Top of Material for this task

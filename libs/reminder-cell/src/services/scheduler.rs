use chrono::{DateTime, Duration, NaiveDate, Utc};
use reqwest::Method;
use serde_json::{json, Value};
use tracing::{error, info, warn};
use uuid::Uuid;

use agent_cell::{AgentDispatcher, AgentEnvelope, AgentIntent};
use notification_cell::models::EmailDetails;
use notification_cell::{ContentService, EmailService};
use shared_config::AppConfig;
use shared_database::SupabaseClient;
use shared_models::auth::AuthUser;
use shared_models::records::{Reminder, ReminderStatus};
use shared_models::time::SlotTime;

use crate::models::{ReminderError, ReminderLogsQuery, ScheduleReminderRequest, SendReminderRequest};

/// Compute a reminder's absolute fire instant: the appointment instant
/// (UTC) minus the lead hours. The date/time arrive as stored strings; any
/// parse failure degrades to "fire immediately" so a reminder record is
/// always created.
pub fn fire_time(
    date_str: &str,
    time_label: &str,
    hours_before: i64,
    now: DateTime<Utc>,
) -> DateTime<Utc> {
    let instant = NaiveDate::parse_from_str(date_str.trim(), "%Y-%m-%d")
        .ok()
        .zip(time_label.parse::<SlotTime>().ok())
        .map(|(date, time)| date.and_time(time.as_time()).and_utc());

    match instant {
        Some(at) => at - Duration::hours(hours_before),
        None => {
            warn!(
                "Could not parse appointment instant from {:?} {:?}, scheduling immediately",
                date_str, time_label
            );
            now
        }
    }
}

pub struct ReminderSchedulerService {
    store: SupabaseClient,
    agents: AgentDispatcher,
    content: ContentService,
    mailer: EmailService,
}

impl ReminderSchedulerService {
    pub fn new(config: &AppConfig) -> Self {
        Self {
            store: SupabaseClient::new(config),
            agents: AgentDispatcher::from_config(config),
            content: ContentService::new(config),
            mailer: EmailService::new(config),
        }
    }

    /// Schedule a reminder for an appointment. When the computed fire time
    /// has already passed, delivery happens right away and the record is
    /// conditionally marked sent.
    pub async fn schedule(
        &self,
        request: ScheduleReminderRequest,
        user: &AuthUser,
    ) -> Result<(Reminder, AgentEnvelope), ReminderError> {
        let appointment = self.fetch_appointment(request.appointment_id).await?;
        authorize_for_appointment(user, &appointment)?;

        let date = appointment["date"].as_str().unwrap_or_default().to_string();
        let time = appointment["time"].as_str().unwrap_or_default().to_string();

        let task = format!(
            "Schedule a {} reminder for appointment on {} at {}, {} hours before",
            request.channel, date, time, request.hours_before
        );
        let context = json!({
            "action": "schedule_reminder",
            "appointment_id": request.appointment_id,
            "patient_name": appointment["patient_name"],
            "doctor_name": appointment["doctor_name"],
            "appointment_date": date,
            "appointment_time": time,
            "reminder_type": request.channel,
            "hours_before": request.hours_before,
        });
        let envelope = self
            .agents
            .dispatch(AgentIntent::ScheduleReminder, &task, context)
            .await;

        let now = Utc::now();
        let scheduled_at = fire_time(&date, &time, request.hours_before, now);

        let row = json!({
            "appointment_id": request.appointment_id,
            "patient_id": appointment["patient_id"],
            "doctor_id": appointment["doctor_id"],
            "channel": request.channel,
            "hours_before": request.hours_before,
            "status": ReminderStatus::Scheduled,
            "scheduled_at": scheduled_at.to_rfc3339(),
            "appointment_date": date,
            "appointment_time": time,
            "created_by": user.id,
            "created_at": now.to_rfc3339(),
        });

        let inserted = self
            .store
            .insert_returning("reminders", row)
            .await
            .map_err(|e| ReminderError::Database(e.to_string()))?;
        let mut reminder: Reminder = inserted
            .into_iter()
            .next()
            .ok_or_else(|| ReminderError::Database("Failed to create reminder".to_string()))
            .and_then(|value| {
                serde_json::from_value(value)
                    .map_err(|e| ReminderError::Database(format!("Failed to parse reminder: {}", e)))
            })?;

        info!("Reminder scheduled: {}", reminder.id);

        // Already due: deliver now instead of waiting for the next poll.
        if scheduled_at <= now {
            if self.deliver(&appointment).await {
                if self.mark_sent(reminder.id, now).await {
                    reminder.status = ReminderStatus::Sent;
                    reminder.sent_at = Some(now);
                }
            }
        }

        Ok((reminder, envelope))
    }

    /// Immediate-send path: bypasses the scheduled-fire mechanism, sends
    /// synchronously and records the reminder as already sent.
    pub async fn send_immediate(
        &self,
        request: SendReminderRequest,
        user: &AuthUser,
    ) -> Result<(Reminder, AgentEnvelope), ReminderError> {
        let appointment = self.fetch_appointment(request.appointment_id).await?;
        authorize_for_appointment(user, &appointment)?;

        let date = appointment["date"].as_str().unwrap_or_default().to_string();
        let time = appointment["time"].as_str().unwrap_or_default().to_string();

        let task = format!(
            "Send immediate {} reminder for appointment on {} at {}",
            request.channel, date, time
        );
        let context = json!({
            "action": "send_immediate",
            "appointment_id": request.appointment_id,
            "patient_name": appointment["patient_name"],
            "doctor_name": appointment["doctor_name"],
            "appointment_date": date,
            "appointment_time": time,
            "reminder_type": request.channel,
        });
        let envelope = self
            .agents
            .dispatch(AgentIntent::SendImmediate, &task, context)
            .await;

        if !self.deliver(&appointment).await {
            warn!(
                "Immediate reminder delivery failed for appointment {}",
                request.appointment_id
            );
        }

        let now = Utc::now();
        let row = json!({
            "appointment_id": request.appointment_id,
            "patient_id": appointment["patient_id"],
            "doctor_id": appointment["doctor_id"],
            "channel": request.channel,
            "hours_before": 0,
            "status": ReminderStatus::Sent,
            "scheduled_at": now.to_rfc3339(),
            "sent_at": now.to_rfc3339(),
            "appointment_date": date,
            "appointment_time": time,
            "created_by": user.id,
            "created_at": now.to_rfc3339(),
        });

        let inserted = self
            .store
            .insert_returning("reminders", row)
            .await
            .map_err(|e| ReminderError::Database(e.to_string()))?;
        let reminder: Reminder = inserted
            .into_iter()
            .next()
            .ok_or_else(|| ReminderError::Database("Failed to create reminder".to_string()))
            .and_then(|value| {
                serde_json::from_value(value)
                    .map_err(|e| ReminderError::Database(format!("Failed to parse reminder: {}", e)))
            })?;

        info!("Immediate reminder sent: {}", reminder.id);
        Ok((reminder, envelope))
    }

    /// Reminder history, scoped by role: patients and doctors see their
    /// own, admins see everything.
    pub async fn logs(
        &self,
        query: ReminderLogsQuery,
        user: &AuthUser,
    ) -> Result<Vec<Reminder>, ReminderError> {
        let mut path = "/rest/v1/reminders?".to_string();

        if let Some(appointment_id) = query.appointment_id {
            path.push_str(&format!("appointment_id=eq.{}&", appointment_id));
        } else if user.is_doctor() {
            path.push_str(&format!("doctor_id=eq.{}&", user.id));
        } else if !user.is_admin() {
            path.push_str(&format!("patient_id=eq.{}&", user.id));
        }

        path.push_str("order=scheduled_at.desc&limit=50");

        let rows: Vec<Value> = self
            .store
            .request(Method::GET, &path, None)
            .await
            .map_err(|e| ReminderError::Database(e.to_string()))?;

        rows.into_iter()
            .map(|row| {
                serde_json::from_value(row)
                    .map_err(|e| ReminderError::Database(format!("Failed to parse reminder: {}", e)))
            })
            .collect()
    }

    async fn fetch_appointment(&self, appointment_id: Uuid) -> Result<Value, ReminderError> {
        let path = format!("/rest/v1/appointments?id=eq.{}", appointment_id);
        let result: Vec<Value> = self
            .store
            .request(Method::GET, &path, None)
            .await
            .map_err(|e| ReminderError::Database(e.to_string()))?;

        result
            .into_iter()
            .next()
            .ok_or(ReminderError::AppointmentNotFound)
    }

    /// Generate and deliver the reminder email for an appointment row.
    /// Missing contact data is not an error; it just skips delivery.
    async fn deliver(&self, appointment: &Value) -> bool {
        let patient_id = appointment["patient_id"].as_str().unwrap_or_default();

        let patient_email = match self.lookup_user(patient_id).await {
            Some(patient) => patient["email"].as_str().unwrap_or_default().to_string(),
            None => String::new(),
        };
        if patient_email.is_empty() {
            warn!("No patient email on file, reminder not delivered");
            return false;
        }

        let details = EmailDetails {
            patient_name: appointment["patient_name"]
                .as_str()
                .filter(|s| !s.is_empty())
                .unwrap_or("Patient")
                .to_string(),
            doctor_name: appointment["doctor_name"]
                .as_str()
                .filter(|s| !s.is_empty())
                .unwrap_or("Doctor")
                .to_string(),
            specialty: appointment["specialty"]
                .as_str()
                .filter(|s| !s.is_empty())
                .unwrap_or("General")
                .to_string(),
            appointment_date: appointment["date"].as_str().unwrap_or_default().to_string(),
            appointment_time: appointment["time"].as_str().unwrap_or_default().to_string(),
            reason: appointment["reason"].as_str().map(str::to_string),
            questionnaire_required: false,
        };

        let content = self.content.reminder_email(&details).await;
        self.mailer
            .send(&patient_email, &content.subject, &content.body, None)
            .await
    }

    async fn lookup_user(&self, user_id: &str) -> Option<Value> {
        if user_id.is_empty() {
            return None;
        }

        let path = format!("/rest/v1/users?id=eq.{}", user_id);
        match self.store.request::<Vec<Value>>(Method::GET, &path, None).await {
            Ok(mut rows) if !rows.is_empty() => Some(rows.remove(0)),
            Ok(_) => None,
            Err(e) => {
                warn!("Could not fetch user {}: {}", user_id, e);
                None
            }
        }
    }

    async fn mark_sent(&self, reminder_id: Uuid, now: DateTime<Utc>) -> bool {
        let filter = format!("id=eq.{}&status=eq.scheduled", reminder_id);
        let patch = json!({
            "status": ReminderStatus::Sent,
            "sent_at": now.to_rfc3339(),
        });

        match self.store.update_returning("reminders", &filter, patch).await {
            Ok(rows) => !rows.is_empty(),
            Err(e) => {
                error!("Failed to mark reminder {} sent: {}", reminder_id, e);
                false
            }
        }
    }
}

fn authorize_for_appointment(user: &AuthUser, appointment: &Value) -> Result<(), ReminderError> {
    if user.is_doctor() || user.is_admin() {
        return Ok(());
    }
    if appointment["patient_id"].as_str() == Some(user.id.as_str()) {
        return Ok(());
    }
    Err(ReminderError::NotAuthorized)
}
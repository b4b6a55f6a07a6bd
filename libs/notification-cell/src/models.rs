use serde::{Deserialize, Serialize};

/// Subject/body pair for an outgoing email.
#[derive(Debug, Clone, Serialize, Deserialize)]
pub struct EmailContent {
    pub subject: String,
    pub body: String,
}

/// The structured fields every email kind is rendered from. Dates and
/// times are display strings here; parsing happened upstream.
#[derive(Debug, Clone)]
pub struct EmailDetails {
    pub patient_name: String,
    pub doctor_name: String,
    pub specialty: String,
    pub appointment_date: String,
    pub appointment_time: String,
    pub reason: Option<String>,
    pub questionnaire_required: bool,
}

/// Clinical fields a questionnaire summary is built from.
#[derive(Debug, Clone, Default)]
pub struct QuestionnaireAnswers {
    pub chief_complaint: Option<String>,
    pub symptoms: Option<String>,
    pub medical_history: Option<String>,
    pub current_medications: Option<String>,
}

Bottom of Material for this task

[Instructions to follow]: Among the entries above, how many lines hold the string "EmailService"? Answer with the number only.

[Written answer]: 3